Can a Virtual Assistant damage your organization’s image?
A simple idea like “Virtual Assistant’s (VAs) do have an impact on the users’ perception about the organization that they represent” should suffice to prompt a tight collaboration between business owners and service providers. When an organization cares enough about customers’ feedback as to invest money, time and effort in order to improve satisfaction levels via additional channels like VAs, then one might think that they will try to meet best quality standards by getting actively involved in the product’s development process inasmuch as possible. Once the final product is released, it belongs to customers.
The truth about users’ stories is that, however positive or negative their experiences may be, these will spread on the Internet without control. In fact, customers’ opinions on poor performance may impact heavily on the lifespan of web applications, especially VAs.
For those users with very specific needs, interacting with VAs whose “small talk” strategies are limited (or out of the scope of the conversation) can be acceptable to a certain degree, as long as major requests are solved somehow. This scenario can be very well exemplified by Sarah, Royal Mail’s online VA.
• Royal Mail’s Sarah
• Release date: June 2008
• Platform: Web (Royal Mail’s website)
• Country: UK
Sarah provides information on Royal Mail’s online services in a fairly effective way, and this should be enough for consumers to perceive her as intelligent. However, the experience of starting a personal conversation with her can be compared to trying to get Google’s search engine answer questions like “What’s your name?”, “How old are you?”, “Are you married?”, etc. One is never going to succeed. But of course, the difference is, users all over the world know that Google is indeed a search engine; what’s deceiving about Sarah is that she is an embodied agent, with a human-like appearance and a name of her own, and, as such, one would expect her to be aware of these – otherwise obvious – personal details.
As a step further, though, what may not be as acceptable is any VA showing little or absolutely no command of the areas supposedly comprising its expertise. When something like this is observed in a VA, users’ comments, assessments and sample (negative) dialogues will most likely start spreading on the Internet right away. Lucía, an MSN chatbot associated to the Andalusian Tourism Board in Spain, failed to offer quality information on areas that she claimed to know in her welcome message.

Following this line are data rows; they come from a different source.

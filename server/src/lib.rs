//! Shared state and HTTP router for the Keygate licensing server.

pub mod error;
mod handlers;

use axum::routing::{get, post};
use axum::Router;
use keygate_license::LicenseAuthority;
use keygate_trial::TrialLedger;
use std::sync::Arc;

/// Shared per-request state.
#[derive(Clone)]
pub struct AppState {
    /// Trial credit ledger service.
    pub ledger: Arc<TrialLedger>,
    /// License authority service.
    pub authority: Arc<LicenseAuthority>,
    /// Bearer token that grants the admin role.
    pub admin_token: Arc<String>,
}

impl AppState {
    /// Builds the shared state.
    #[must_use]
    pub fn new(ledger: Arc<TrialLedger>, authority: Arc<LicenseAuthority>, admin_token: String) -> Self {
        Self {
            ledger,
            authority,
            admin_token: Arc::new(admin_token),
        }
    }
}

/// Builds the licensing API router.
pub fn build_router(state: AppState) -> Router {
    Router::new()
        .route("/licensing/trial/check", post(handlers::trial_check))
        .route("/licensing/trial/consume", post(handlers::trial_consume))
        .route(
            "/licensing/trial/stats/{device_fingerprint}",
            get(handlers::trial_stats),
        )
        .route("/licensing/license/generate", post(handlers::license_generate))
        .route("/licensing/license/activate", post(handlers::license_activate))
        .route("/licensing/license/verify", post(handlers::license_verify))
        .route("/licensing/license/{license_key}", get(handlers::license_get))
        .route(
            "/licensing/license/{license_key}/revoke",
            post(handlers::license_revoke),
        )
        .route("/licensing/admin/trials", get(handlers::admin_trials))
        .route("/licensing/admin/licenses", get(handlers::admin_licenses))
        .route("/licensing/admin/suspicious", get(handlers::admin_suspicious))
        .route("/licensing/admin/grant", post(handlers::admin_grant))
        .with_state(state)
}
//! Anomaly heuristics over device signals and trial history.
//!
//! Pure functions: the ledger gathers the history context and persists
//! the resulting flags. Detection is advisory; nothing in this module
//! blocks trial creation or consumption. Thresholds live in
//! [`AnomalyConfig`] rather than the code.

use keygate_types::DeviceSignals;
use serde::{Deserialize, Serialize};

/// Tunable thresholds and signature lists for anomaly detection.
#[derive(Debug, Clone, Serialize, Deserialize)]
pub struct AnomalyConfig {
    /// Lower-case substrings that mark virtualized hardware.
    pub vm_markers: Vec<String>,
    /// Sliding window for consumption velocity, in seconds.
    pub velocity_window_secs: i64,
    /// Consumptions within the window above which a trial is suspicious.
    pub velocity_max: u32,
    /// Hardware-signature prefix length used for sibling matching.
    pub signature_prefix_len: usize,
    /// Distinct trials sharing a signature prefix at which the overlap
    /// becomes suspicious.
    pub max_sibling_trials: u32,
}

impl Default for AnomalyConfig {
    fn default() -> Self {
        Self {
            vm_markers: [
                "vmware",
                "virtualbox",
                "vbox",
                "qemu",
                "kvm",
                "hyper-v",
                "hyperv",
                "xen",
                "parallels",
                "bochs",
                "bhyve",
            ]
            .into_iter()
            .map(String::from)
            .collect(),
            velocity_window_secs: 300,
            velocity_max: 30,
            signature_prefix_len: 16,
            max_sibling_trials: 3,
        }
    }
}

/// History context the ledger gathers from the store before assessment.
#[derive(Debug, Clone, Copy, Default)]
pub struct AnomalyContext {
    /// Distinct trials whose hardware signature shares this trial's prefix.
    pub sibling_trials: u32,
    /// CONSUME entries appended within the velocity window.
    pub consumes_in_window: u32,
}

/// Outcome of an assessment. Flags are persisted on the trial record;
/// reasons are logged and surfaced to admins only.
#[derive(Debug, Clone, Default, PartialEq, Eq, Serialize, Deserialize)]
pub struct AnomalyReport {
    /// Virtualization heuristics matched.
    pub vm_detected: bool,
    /// Reuse or velocity heuristics matched.
    pub suspicious: bool,
    /// Human-readable explanations for each matched heuristic.
    pub reasons: Vec<String>,
}

/// Checks the reported signals against known virtualization markers.
///
/// Returns the matched marker description, or None. False positives are
/// acceptable; the flag is advisory.
#[must_use]
pub fn detect_vm(signals: &DeviceSignals, config: &AnomalyConfig) -> Option<String> {
    let haystacks = [
        signals.platform.as_deref(),
        signals.hostname.as_deref(),
        signals.cpu_model.as_deref(),
        Some(signals.hardware_signature.as_str()),
    ];
    for haystack in haystacks.into_iter().flatten() {
        let lower = haystack.to_lowercase();
        for marker in &config.vm_markers {
            if lower.contains(marker.as_str()) {
                return Some(format!("vm marker {marker:?} in {haystack:?}"));
            }
        }
    }
    // Physical machines normally expose at least one of these serials.
    if signals.disk_serial.is_none() && signals.system_uuid.is_none() {
        return Some("no disk serial or system uuid reported".to_string());
    }
    None
}

/// Full assessment: VM heuristics plus history-based suspicion.
#[must_use]
pub fn assess(
    signals: &DeviceSignals,
    context: &AnomalyContext,
    config: &AnomalyConfig,
) -> AnomalyReport {
    let mut report = AnomalyReport::default();

    if let Some(reason) = detect_vm(signals, config) {
        report.vm_detected = true;
        report.reasons.push(reason);
    }
    if context.sibling_trials >= config.max_sibling_trials {
        report.suspicious = true;
        report.reasons.push(format!(
            "{} trials share hardware signature prefix",
            context.sibling_trials
        ));
    }
    if context.consumes_in_window > config.velocity_max {
        report.suspicious = true;
        report.reasons.push(format!(
            "{} consumptions in {}s window (max {})",
            context.consumes_in_window, config.velocity_window_secs, config.velocity_max
        ));
    }
    report
}

/// Velocity-only check, for call sites that have no fresh device
/// signals (credit consumption reports only the fingerprint).
#[must_use]
pub fn assess_velocity(consumes_in_window: u32, config: &AnomalyConfig) -> AnomalyReport {
    let mut report = AnomalyReport::default();
    if consumes_in_window > config.velocity_max {
        report.suspicious = true;
        report.reasons.push(format!(
            "{} consumptions in {}s window (max {})",
            consumes_in_window, config.velocity_window_secs, config.velocity_max
        ));
    }
    report
}

/// The signature prefix used for sibling matching, bounded to the
/// configured length on a char boundary.
#[must_use]
pub fn signature_prefix<'a>(hardware_signature: &'a str, config: &AnomalyConfig) -> &'a str {
    let mut end = config.signature_prefix_len.min(hardware_signature.len());
    while end > 0 && !hardware_signature.is_char_boundary(end) {
        end -= 1;
    }
    &hardware_signature[..end]
}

• “Andalucía en tu Messenger” (Andalusia via Messenger)’s Lucía
• Release date: July 2008
• Country: Spain
• Platform: Windows Live Messenger (email@example.com)
When asked about beach recommendations for Almería, she would prompt the user to be a bit more specific about the geographical area, just to end up ignoring his/her information with a senseless remark like: “I don’t know anything about that, but let’s talk about Andalucia!”
• Lucia: Conozco muchas (107) playas en Almería. Filtra más por favor.
• User : Mojácar
• Lucia: Oye, de eso no sé nada, ¡pero de Andalucía sé mucho!
Finally, at the other end of users’ acceptability scale (exemplifying what’s not acceptable at all) would be VAs providing misleading information, especially with such complex topics as health, drugs, sexuality and STDs. This is exactly what Dr. Robin (MSN chatbot for the Ministry of Health, Spain) had been doing for not even one week before the Ministry itself decided to discontinue its service.
• Ministry of Health’s Dr. Robin
• Release date: January 2008
• Country: Spain
• Platform: Windows Live Messenger (firstname.lastname@example.org)
Dr. Robin, whose target audience was teenagers, provided misleading information on homosexuality, pregnancy and alcohol, so, after overt parents’ complaints, expressed in many different forums, most of its knowledge was discarded, and it ended up providing real basic information on minor health issues.
In many cases, then, succeeding is not a matter of standing out; but a question of not under-performing. Optimizing a VA’s performance is a collaborative process: organizations and product developers should get involved in an iterative process that includes knowledge structuring, Quality Assurance standards, acceptance tests, etc. Once online, VAs’ overall quality will be measured by customers and it is precisely these customers who will evaluate the organization and its image in the end.
Therefore… please get actively involved in your VA’s coming to birth. You might regret not doing so!